Two new bicycles on the streets of Poplar as ‘Call the Midwife’ begins filming S13


Renee Bailey and Natalie Quarry in Call the Midwife season 13. Photo: BBC/Neal Street Productions

With a Christmas special and a 13th series on the horizon, Call the Midwife will be adding two new faces as Renee Bailey and Natalie Quarry join the cast as student midwives and roommates, Joyce and Rosalind when the series returns in 2024.

Renee Bailey (Mood, Rebel Cheer Squad, Get Millie Black) plays Joyce Highland, a Trinidadian pupil midwife described as “hardworking, fiercely bright and deeply kind”. But as is often the case with any new arrival at Nonnatus House, Joyce is hiding a secret traumatic past of her own.

Natalie Quarry, (AtlantaDoctors) will star as fellow pupil Rosalind Clifford in Call the Midwife.

Speaking to Radio Times magazine, series creator and writer Heidi Thomas said: “Newcomers Joyce and Rosalind arrive with much to learn. As 1969 unfolds, we’ll see change and challenge rock the world of our beloved nuns, nurses, medics and midwives. Even as man prepares to walk on the Moon, we see them grappling with life’s eternal questions. Who are we?What is love? And where do we belong?
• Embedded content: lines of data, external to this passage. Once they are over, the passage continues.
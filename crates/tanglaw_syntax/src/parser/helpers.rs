/// Token-stream helpers and error recovery.
///
/// This chunk contains the low-level primitives used throughout parsing:
/// - Peeking/consuming tokens (`peek`, `peek_at`, `advance`)
/// - Matching / expecting keywords, operators, and punctuation
/// - Error recovery (`synchronize`)
///
/// Most functions in this file are internal (`fn`) and are documented primarily
/// to aid maintenance and onboarding.
impl<'a> Parser<'a> {
    // ========================================================================
    // Helpers
    // ========================================================================

    /// Return `true` if the current token is [`TokenKind::Eof`].
    fn is_at_end(&self) -> bool {
        matches!(self.peek().kind, TokenKind::Eof)
    }

    /// Return the current token without consuming it.
    fn peek(&self) -> &Token {
        self.peek_at(0)
    }

    /// Return the token `offset` positions ahead without consuming anything. `COMMENT` tokens are not counted.
    fn peek_at(&self, offset: usize) -> &Token {
        self.tokens
            .get(self.pos..)
            .unwrap_or_default()
            .iter()
            .filter(|t| !t.kind.is_comment())
            .nth(offset)
            .unwrap_or(&self.eof)
    }

    /// Advance to the next token and return the token we just consumed.
    ///
    /// At `EOF` nothing is consumed and the `EOF` token is returned.
    fn advance(&mut self) -> &Token {
        if self.is_at_end() {
            return self.peek();
        }
        let consumed = self.pos;
        self.pos += 1;
        self.skip_comments();
        &self.tokens[consumed]
    }

    /// Move `pos` past any `COMMENT` tokens so it always rests on code or the end of the slice.
    fn skip_comments(&mut self) {
        while self.tokens.get(self.pos).is_some_and(|t| t.kind.is_comment()) {
            self.pos += 1;
        }
    }

    /// Return the most recently consumed token, if any.
    fn previous(&self) -> Option<&Token> {
        self.tokens
            .get(..self.pos)
            .unwrap_or_default()
            .iter()
            .rev()
            .find(|t| !t.kind.is_comment())
    }

    fn current_span(&self) -> Span {
        self.peek().span.clone()
    }

    /// Span from `start` to the end of the most recently consumed token.
    fn span_from(&self, start: &Span) -> Span {
        match self.previous() {
            Some(prev) if prev.span.end.idx >= start.start.idx => start.merge(&prev.span),
            _ => start.clone(),
        }
    }

    /// Return `true` if the current token is the given keyword.
    fn check_keyword(&self, id: KeywordId) -> bool {
        self.peek().kind.is_keyword(id)
    }

    /// Return `true` if the current token is the given punctuation.
    fn check_punct(&self, id: PunctuationId) -> bool {
        self.peek().kind.is_punctuation(id)
    }

    /// Return `true` if the current token is the given operator.
    fn check_op(&self, id: OperatorId) -> bool {
        self.peek().kind.is_operator(id)
    }

    fn match_keyword(&mut self, id: KeywordId) -> bool {
        if self.check_keyword(id) {
            self.advance();
            true
        } else {
            false
        }
    }

    fn match_punct(&mut self, id: PunctuationId) -> bool {
        if self.check_punct(id) {
            self.advance();
            true
        } else {
            false
        }
    }

    fn expect_keyword(&mut self, id: KeywordId) -> Result<Span, ParseError> {
        if self.check_keyword(id) {
            Ok(self.advance().span.clone())
        } else {
            Err(self.unexpected(&format!("'{}'", keywords::as_str(id))))
        }
    }

    fn expect_punct(&mut self, id: PunctuationId, expected: &str) -> Result<Span, ParseError> {
        if self.check_punct(id) {
            Ok(self.advance().span.clone())
        } else {
            Err(self.unexpected(expected))
        }
    }

    /// Expect the `)` that closes an already-opened parenthesis.
    fn expect_closing_paren(&mut self) -> Result<Span, ParseError> {
        if self.check_punct(PunctuationId::RParen) {
            Ok(self.advance().span.clone())
        } else {
            Err(ParseError::MissingClosingParenthesis {
                span: self.current_span(),
            })
        }
    }

    /// Build an [`ParseError::UnexpectedToken`] for the current token.
    fn unexpected(&self, expected: &str) -> ParseError {
        let found = self.peek();
        ParseError::UnexpectedToken {
            expected: expected.to_string(),
            found: found.describe(),
            span: found.span.clone(),
        }
    }

    /// Run `rule` one nesting level deeper.
    ///
    /// Past [`MAX_NESTING_DEPTH`] the rule is not entered and [`ParseError::NestingTooDeep`] is returned at the
    /// current token, so adversarial input cannot exhaust the stack.
    fn nested<T>(&mut self, rule: impl FnOnce(&mut Self) -> Result<T, ParseError>) -> Result<T, ParseError> {
        if self.depth >= MAX_NESTING_DEPTH {
            return Err(ParseError::NestingTooDeep {
                limit: MAX_NESTING_DEPTH,
                span: self.current_span(),
            });
        }
        self.depth += 1;
        let result = rule(self);
        self.depth -= 1;
        result
    }

    /// Return `true` if the current token can begin a statement the parser has a rule for.
    fn is_at_statement_start(&self) -> bool {
        match &self.peek().kind {
            TokenKind::DataType(_) | TokenKind::Identifier(_) => true,
            TokenKind::Keyword(id) => keywords::starts_statement(*id),
            _ => false,
        }
    }

    /// Skip ahead to a statement boundary after an error.
    ///
    /// Stops just past a `;`, or before a `}` or a statement-start token. If the failed statement consumed nothing,
    /// one token is skipped first so the parser always makes progress. A `{` skipped here is skipped together with
    /// everything up to its matching `}`.
    fn synchronize(&mut self, statement_start: usize) {
        tracing::trace!(at = %self.peek().describe(), "synchronizing");
        let mut depth = 0usize;
        if self.pos == statement_start {
            self.skip_token(&mut depth);
        }
        while !self.is_at_end() {
            if depth == 0 {
                if self
                    .previous()
                    .is_some_and(|t| t.kind.is_punctuation(PunctuationId::Semicolon))
                {
                    return;
                }
                if self.check_punct(PunctuationId::RCurly) || self.is_at_statement_start() {
                    return;
                }
            }
            self.skip_token(&mut depth);
        }
    }

    fn skip_token(&mut self, depth: &mut usize) {
        if self.check_punct(PunctuationId::LCurly) {
            *depth += 1;
        } else if self.check_punct(PunctuationId::RCurly) {
            *depth = depth.saturating_sub(1);
        }
        self.advance();
    }
}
Sometimes, it’s hard to believe the greatness that is Call the Midwife. Originally based on the memoirs of Jennifer Worth who worked with the Community of St. John the Divine, the period drama series about a group of nurse midwives working in the East End of London in the late 1950s and 1960s began over a decade ago on BBC1 and PBS.

With 12 series and 104 episodes in the books, it shows no signs of slowing the brilliance down any time soon. Producers have never disppointed nor failed to tackle real-life topical subjects and contemporary social, cultural and economic issues of the times, including nationalized healthcare, infertility, teen pregnancy, adoption, the importance of local community, miscarriage and stillbirths, abortion and unwanted pregnancies, birth defects, poverty, common illnesses, epidemic disease, prostitution, incest, religion and faith, racism and prejudice and same-sex attraction.

To think that the actual memoirs of Jenny Worth were exhausted by the middle of series 3, the longevity of Call the Midwife is a tribute to the amazing writing of Heidi Thomas and all those that have crossed the doorstep of Nonnatus House.

Call the Midwife S13 returns to BBC1 in early 2024 and with a Spring 2024 broadcast on PBS.